Source data section start

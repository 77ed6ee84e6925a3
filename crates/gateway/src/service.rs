use std::sync::Arc;

use notify_core::api::HealthResponse;
use notify_core::{JobId, JobStatusView, JobStore};

use crate::error::ApiError;

/// Returned to the caller right after a job is enqueued.
#[derive(Debug, Clone, PartialEq, Eq)]
pub struct JobHandle {
    pub task_id: JobId,
    pub message: String,
}

/// Stateless facade over the job store.
#[derive(Clone)]
pub struct NotificationService {
    store: Arc<dyn JobStore>,
}

impl NotificationService {
    pub fn new(store: Arc<dyn JobStore>) -> Self {
        Self { store }
    }

    /// Enqueues one notification job for `recipient` and returns immediately.
    pub async fn submit_notification(&self, recipient: &str) -> Result<JobHandle, ApiError> {
        let recipient = recipient.trim();
        if recipient.is_empty() {
            return Err(ApiError::validation("email must not be empty"));
        }

        let job = self
            .store
            .enqueue(format!("Notification sent to {recipient}"))
            .await?;
        tracing::info!(job_id = %job.id, "notification job enqueued");

        Ok(JobHandle {
            task_id: job.id,
            message: format!("Email will be sent to {recipient}"),
        })
    }

    /// Unknown ids are reported as `NotFound` rather than "in progress".
    pub async fn get_job_status(&self, id: &str) -> Result<JobStatusView, ApiError> {
        let job_id = JobId::from(id);
        let job = self
            .store
            .get(&job_id)
            .await?
            .ok_or_else(|| ApiError::NotFound(id.to_string()))?;
        Ok(job.status_view())
    }

    pub fn health(&self) -> HealthResponse {
        HealthResponse::ok()
    }
}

Source data section end

Goal of the exercise – Each line above where the word "ApiError" occurs should be copied out.

Response –
use crate::error::ApiError;
    pub async fn submit_notification(&self, recipient: &str) -> Result<JobHandle, ApiError> {
            return Err(ApiError::validation("email must not be empty"));
    pub async fn get_job_status(&self, id: &str) -> Result<JobStatusView, ApiError> {
            .ok_or_else(|| ApiError::NotFound(id.to_string()))?;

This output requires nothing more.